Brief Outline of the History of the 472nd [963rd] Engineer Maintenance Company

Introduction


In writing the history of this organization, we will not mention the routine duties of any individual, though very deserving and of the utmost importance. Since the history is being written in Tokyo, Japan and publication facilities are limited, and stencils difficult to obtain, we will limit the discussion to the major events; for the same reason we cannot give the credit that is due the personnel and officers. If words alone could tell the story of 30 months in Guadal Canal S.I. Or 21 months at Espirito Santos N.H., where work under pressure and tropical heat, to say nothing of the numerous skin disease, jungle rot, and insects, adding to the discomfort if then words could tell the story, we would make every effort to do so; however, one can only feel such things from actual experience, and since this short history is being written primarily for the personnel of the 472nd Engineer Maintenance Company, we will not dwell much on personalities; for we know their modesty and they do not ask for praise. Nor do we write this history to attract applause or ask for laurels.
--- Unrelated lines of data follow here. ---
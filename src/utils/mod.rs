pub mod app_time;
pub mod time_utils;

pub use app_time::{Clock, SystemClock};
pub use time_utils::TimeUtils;
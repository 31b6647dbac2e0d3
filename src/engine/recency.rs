use serde::{Deserialize, Serialize};

use crate::config::{PERSISTENCE, RECENCY};
use crate::store::SharedStore;

/// One remembered identifier, shaped like an autocomplete suggestion.
#[derive(Serialize, Deserialize, Debug, Clone, PartialEq, Eq)]
pub struct RecencyEntry {
    pub value: String,
    pub label: String,
}

impl RecencyEntry {
    pub fn new(identifier: &str) -> Self {
        Self {
            value: identifier.to_string(),
            label: identifier.to_string(),
        }
    }
}

/// Most-recently-used-first list of queried identifiers, unique by `value`.
#[derive(Debug, Clone)]
pub struct RecencyCache {
    store: SharedStore,
    key: String,
    max_entries: usize,
}

impl RecencyCache {
    /// `max_entries` is raised to 1 so the latest identifier is always kept.
    pub fn new(store: SharedStore, key: impl Into<String>, max_entries: usize) -> Self {
        Self {
            store,
            key: key.into(),
            max_entries: max_entries.max(1),
        }
    }

    /// Cache under the default key and cap.
    pub fn with_defaults(store: SharedStore) -> Self {
        Self::new(store, PERSISTENCE.keys.recent_addresses, RECENCY.max_entries)
    }

    pub fn max_entries(&self) -> usize {
        self.max_entries
    }

    /// Stored list; empty when missing or malformed.
    pub fn load(&self) -> Vec<RecencyEntry> {
        self.store
            .get_json::<Vec<RecencyEntry>>(&self.key)
            .unwrap_or_default()
    }

    /// Moves `identifier` to the front, persists and returns the new list.
    pub fn remember(&self, identifier: &str) -> Vec<RecencyEntry> {
        let identifier = identifier.trim();
        if identifier.is_empty() {
            return self.load();
        }

        let updated: Vec<RecencyEntry> = std::iter::once(RecencyEntry::new(identifier))
            .chain(self.load().into_iter().filter(|e| e.value != identifier))
            .take(self.max_entries)
            .collect();

        self.store.set_json(&self.key, &updated);
        updated
    }

    pub fn values(&self) -> Vec<String> {
        self.load().into_iter().map(|e| e.value).collect()
    }
}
This in only the ungarnished truth, told simply, not by expert writers, but we hope that we can at least put down on paper a little of the spirit and fellowship; which can only exist under the most extreneous conditions, where men from all walks of life are brought together fighting for the same end for the same principles.

The 472nd Engineer Maintenance Company was originally scheduled to operate as a mobile shop; however, due to the sizes of the small islands in the Pacific, it operated both as a mobile and stationary unit. The organization was activated April 10, 1942 at Camp Shelby, Mississippi, at that time it was attached to the 34d Army. From Camp Shelby, Miss. It moved to Fort Ord, California, and on October 1, 1942 it moved to Camp Stoneman, California. On Oct. 6th, 1942 it left Camp Stoneman and boarded the U.S.S. Rochambeau October 19th 1942. On October 20th, the organization embarked for overseas duty.
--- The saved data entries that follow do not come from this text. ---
//! Configuration module for the pool dashboard core.

pub mod claim;
pub mod cooldown;
pub mod debug;
pub mod persistence;
pub mod stats;

// Re-export commonly used items
pub use claim::{CLAIM, ClaimConfig};
pub use cooldown::{COOLDOWN, CooldownConfig};
pub use persistence::{PERSISTENCE, RECENCY, PersistenceConfig, RecencyConfig, StoreKeys};
pub use stats::{STATS, StatsConfig};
The Company landed in Noumea, New Caladonia November 10th, 1942. [see Deck Log for 5th November notation] While at Noumea the organization split into groups working at Forrestiere Saw Mill, 810 Engineer BN., and the 811 Engineer Bn. While stationed at Noumea the organization operated under very adverse conditions. The Corral Sea Battle had not taken place, and possible attack was always eminent. On January 25, 1943 the Contact Platoon left for Guadal Canal, S.I.; on February 8, 1943, the Second Maintenance Platoon was ordered to Espirito Santo, N.H., arriving at that station February 11, 1943. On July 1, 1943, Headquarters plus first Maintenance Platoon was at Noumoa, New Caladonia; the contact platoon was at Guadalcanal S.I., and the second Maintenance platoon was at Espirito Santo, N.H. Headquarters and First Maintenance platoon left New Caladonia for Guadalcanal August 6, 1943. Hence three platoons consisting of five officers 127 FM ended up at Guadalcanal, and one officer, and 45 EM ended up at Espirito Santo, N.H. On October 21, 1943 First Maintenance Platoon plus one officer and 7 EM from head quarers platoon, a total of 60 EM and 2 officers left Guadalcanal from Munda to New Georgia. On November 1, 1943 Second Maintenance Platoon, one Officer and 44 EM left Espirito Santo N.H. For Guadalcanal.

When the group landed at Guadalcanal, the island was under mopping up operation, and the troops were under constant bombing threat from the enemy, and many times had to dive for bomb shelters during actual bombings. However, the work was carried on with determined effort and with such efficiency that the unit was xited by the commanding General of the island.

Like many of the service units, the work was of a nature which required untold hours of patience and perseverance. Nothing was spectacular, nor any publicity given or expected, but the men kept up a ceaseless determination to keep the equipment running. Let the laurels fall where they may, the ones that paid the supreme sacrifice deserve not only the highest credit and laurels, but also the undying respect of the whole nation. Once this is forgotten then the sacrifice and bitter suffering is all in vain and an empty jesture.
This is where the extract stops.